Super-enhancer mediated regulation of adult ß-globin gene expression: the role of eRNA and Integrator.

Super-enhancers (SEs) mediate high transcription levels of target genes. Previous studies have shown that SEs recruit transcription complexes and generate enhancer RNAs (eRNAs). We characterized transcription at the human and murine ß-globin locus control region (LCR) SE. We found that the human LCR is capable of recruiting transcription complexes independently from linked globin genes in transgenic mice. Furthermore, LCR hypersensitive site 2 (HS2) initiates the formation of bidirectional transcripts in transgenic mice and in the endogenous ß-globin gene locus in murine erythroleukemia (MEL) cells. HS2 3'eRNA is relatively unstable and remains in close proximity to the globin gene locus. Reducing the abundance of HS2 3'eRNA leads to a reduction in ß-globin gene transcription and compromises RNA polymerase II (Pol II) recruitment at the promoter. The Integrator complex has been shown to terminate eRNA transcription.
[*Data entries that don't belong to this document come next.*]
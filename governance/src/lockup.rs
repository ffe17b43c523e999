//! The lockup custodian: locked voting weight and per-coin voting history.
//!
//! A lockup coin holds weight-bearing tokens and the list of proposals the
//! coin has voted on and not yet retracted from. The list is what prevents
//! double-counting: adding a proposal id that is already present is an
//! integrity violation that aborts the spend.

use crate::error::GovernanceError;
use crate::finished::{finished_mod_hash, FinishedPuzzle};
use crate::vote::{ownership_message, VoteDirection, VoteRecord};
use covenant_coinset::singleton::{launcher_mod_hash, singleton_mod_hash};
use covenant_coinset::Coin;
use covenant_conditions::Condition;
use covenant_crypto::{blake2b_256_framed, curry_hash, module_hash, puzzle_announcement_id};
use covenant_types::{ProposalId, PuzzleHash};
use serde::{Deserialize, Serialize};

/// Protocol identity of the lockup module.
pub fn lockup_mod_hash() -> PuzzleHash {
    module_hash("covenant/lockup/v1")
}

/// The protocol-wide half of a lockup's identity: which token class the
/// locked weight is denominated in. Shared by every lockup of one DAO.
#[derive(Clone, Copy, Debug, PartialEq, Eq, Serialize, Deserialize)]
pub struct LockupClass {
    pub token_class_hash: PuzzleHash,
}

impl LockupClass {
    pub fn new(token_class_hash: PuzzleHash) -> Self {
        Self { token_class_hash }
    }

    /// First-phase commitment: the lockup module applied to the protocol
    /// constants. Computed before any instance exists, then folded into each
    /// instance's own commitment.
    pub fn class_hash(&self) -> PuzzleHash {
        curry_hash(
            &lockup_mod_hash(),
            &[
                singleton_mod_hash().as_bytes(),
                launcher_mod_hash().as_bytes(),
                finished_mod_hash().as_bytes(),
                self.token_class_hash.as_bytes(),
            ],
        )
    }
}

/// One lockup coin's state: its class, active votes, and owner.
#[derive(Clone, Debug, PartialEq, Eq, Serialize, Deserialize)]
pub struct LockupPuzzle {
    pub class: LockupClass,
    /// Proposal ids currently voted on; order is newest-first, a given id
    /// appears at most once.
    pub active_votes: Vec<ProposalId>,
    /// Inner commitment controlling transfer and withdrawal.
    pub owner_puzzle_hash: PuzzleHash,
}

impl LockupPuzzle {
    pub fn new(
        class: LockupClass,
        active_votes: Vec<ProposalId>,
        owner_puzzle_hash: PuzzleHash,
    ) -> Self {
        Self {
            class,
            active_votes,
            owner_puzzle_hash,
        }
    }

    /// Second-phase commitment: class hash re-applied to itself (so the
    /// successor it names can be recomputed by anyone holding the class),
    /// then the voting history and the owner.
    pub fn puzzle_hash(&self) -> PuzzleHash {
        Self::hash_from_parts(
            self.class.class_hash(),
            &self.active_votes,
            &self.owner_puzzle_hash,
        )
    }

    /// Commitment from raw parts — used by the proposal to recompute a
    /// voting lockup's pre-spend identity without holding the full struct.
    pub fn hash_from_parts(
        class_hash: PuzzleHash,
        active_votes: &[ProposalId],
        owner_puzzle_hash: &PuzzleHash,
    ) -> PuzzleHash {
        let votes_commitment = id_list_commitment(active_votes);
        curry_hash(
            &class_hash,
            &[
                class_hash.as_bytes(),
                &votes_commitment,
                owner_puzzle_hash.as_bytes(),
            ],
        )
    }

    fn with_vote(&self, proposal_id: ProposalId) -> Self {
        let mut votes = Vec::with_capacity(self.active_votes.len() + 1);
        votes.push(proposal_id);
        votes.extend_from_slice(&self.active_votes);
        Self {
            class: self.class,
            active_votes: votes,
            owner_puzzle_hash: self.owner_puzzle_hash,
        }
    }

    fn without_vote(&self, proposal_id: ProposalId) -> Self {
        Self {
            class: self.class,
            active_votes: self
                .active_votes
                .iter()
                .copied()
                .filter(|id| *id != proposal_id)
                .collect(),
            owner_puzzle_hash: self.owner_puzzle_hash,
        }
    }

    /// Evaluate one lockup spend.
    pub fn evaluate(
        &self,
        coin: &Coin,
        solution: &LockupSolution,
    ) -> Result<Vec<Condition>, GovernanceError> {
        match solution {
            LockupSolution::AddVote {
                proposal_id,
                direction,
                proposal_puzzle_hash,
            } => self.add_vote(coin, *proposal_id, *direction, proposal_puzzle_hash),
            LockupSolution::RetractVote {
                proposal_id,
                direction,
            } => self.retract_vote(coin, *proposal_id, *direction),
            LockupSolution::Transfer {
                new_owner_puzzle_hash,
            } => Ok(self.transfer(coin, new_owner_puzzle_hash)),
        }
    }

    fn add_vote(
        &self,
        coin: &Coin,
        proposal_id: ProposalId,
        direction: VoteDirection,
        proposal_puzzle_hash: &PuzzleHash,
    ) -> Result<Vec<Condition>, GovernanceError> {
        if self.active_votes.contains(&proposal_id) {
            return Err(GovernanceError::DuplicateVote { proposal_id });
        }
        let record = VoteRecord {
            proposal_id,
            coin_id: coin.coin_id(),
            amount: coin.amount,
            direction,
        };
        Ok(vec![
            Condition::AssertMyPuzzleHash {
                puzzle_hash: self.puzzle_hash(),
            },
            Condition::CreateCoin {
                puzzle_hash: self.with_vote(proposal_id).puzzle_hash(),
                amount: coin.amount,
            },
            Condition::CreatePuzzleAnnouncement {
                message: record.message(),
            },
            // The proposal announces the id of every vote coin it accepts;
            // mutual commitment binds the two spends into one batch.
            Condition::AssertPuzzleAnnouncement {
                announcement: puzzle_announcement_id(
                    proposal_puzzle_hash,
                    coin.coin_id().as_bytes(),
                ),
            },
        ])
    }

    fn retract_vote(
        &self,
        coin: &Coin,
        proposal_id: ProposalId,
        direction: VoteDirection,
    ) -> Result<Vec<Condition>, GovernanceError> {
        if !self.active_votes.contains(&proposal_id) {
            return Err(GovernanceError::VoteNotFound { proposal_id });
        }
        let record = VoteRecord {
            proposal_id,
            coin_id: coin.coin_id(),
            amount: coin.amount,
            direction,
        };
        let beacon = FinishedPuzzle::new(proposal_id);
        Ok(vec![
            Condition::AssertMyPuzzleHash {
                puzzle_hash: self.puzzle_hash(),
            },
            Condition::CreateCoin {
                puzzle_hash: self.without_vote(proposal_id).puzzle_hash(),
                amount: coin.amount,
            },
            Condition::CreatePuzzleAnnouncement {
                message: record.message(),
            },
            // Only a finished-state beacon perpetually announces the
            // proposal id, so this assertion is unsatisfiable until the
            // proposal has actually closed.
            Condition::AssertPuzzleAnnouncement {
                announcement: puzzle_announcement_id(
                    &beacon.full_puzzle_hash(),
                    proposal_id.as_bytes(),
                ),
            },
        ])
    }

    fn transfer(&self, coin: &Coin, new_owner_puzzle_hash: &PuzzleHash) -> Vec<Condition> {
        let mut successor = self.clone();
        successor.owner_puzzle_hash = *new_owner_puzzle_hash;
        vec![
            Condition::AssertMyPuzzleHash {
                puzzle_hash: self.puzzle_hash(),
            },
            Condition::CreateCoin {
                puzzle_hash: successor.puzzle_hash(),
                amount: coin.amount,
            },
            Condition::CreatePuzzleAnnouncement {
                message: ownership_message(&coin.coin_id()),
            },
        ]
    }
}

/// One lockup spend, selected by explicit discriminant.
///
/// The wire-level solution is positional
/// `(my_id, generated_conditions, my_amount, new_proposal_or_removal_list,
/// inner_puzhash_args…, inner_puzzle_reveal?, new_inner_puzhash?)`; the coin
/// identity fields are taken from the coin being spent rather than repeated
/// here.
#[derive(Clone, Debug, PartialEq, Eq, Serialize, Deserialize)]
pub enum LockupSolution {
    /// Vote on a proposal not yet present in `active_votes`.
    AddVote {
        proposal_id: ProposalId,
        direction: VoteDirection,
        /// Full puzzle commitment of the proposal being voted on, used to
        /// assert its reciprocal announcement.
        proposal_puzzle_hash: PuzzleHash,
    },
    /// Remove a closed proposal from `active_votes`.
    RetractVote {
        proposal_id: ProposalId,
        /// Direction of the vote being retracted.
        direction: VoteDirection,
    },
    /// Change ownership, preserving votes and weight.
    Transfer { new_owner_puzzle_hash: PuzzleHash },
}

fn id_list_commitment(ids: &[ProposalId]) -> [u8; 32] {
    let parts: Vec<&[u8]> = ids.iter().map(|id| id.as_bytes().as_slice()).collect();
    blake2b_256_framed(&parts)
}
We demonstrate that Integrator interacts downstream of LCR HS2. Inducible ablation of Integrator function in MEL or differentiating primary human CD34+ cells causes a decrease in expression of the adult ß-globin gene and accumulation of Pol II and eRNA at the LCR. The data suggest that transcription complexes are assembled at the LCR and transferred to the globin genes by mechanisms that involve Integrator mediated release of Pol II and eRNA from the LCR.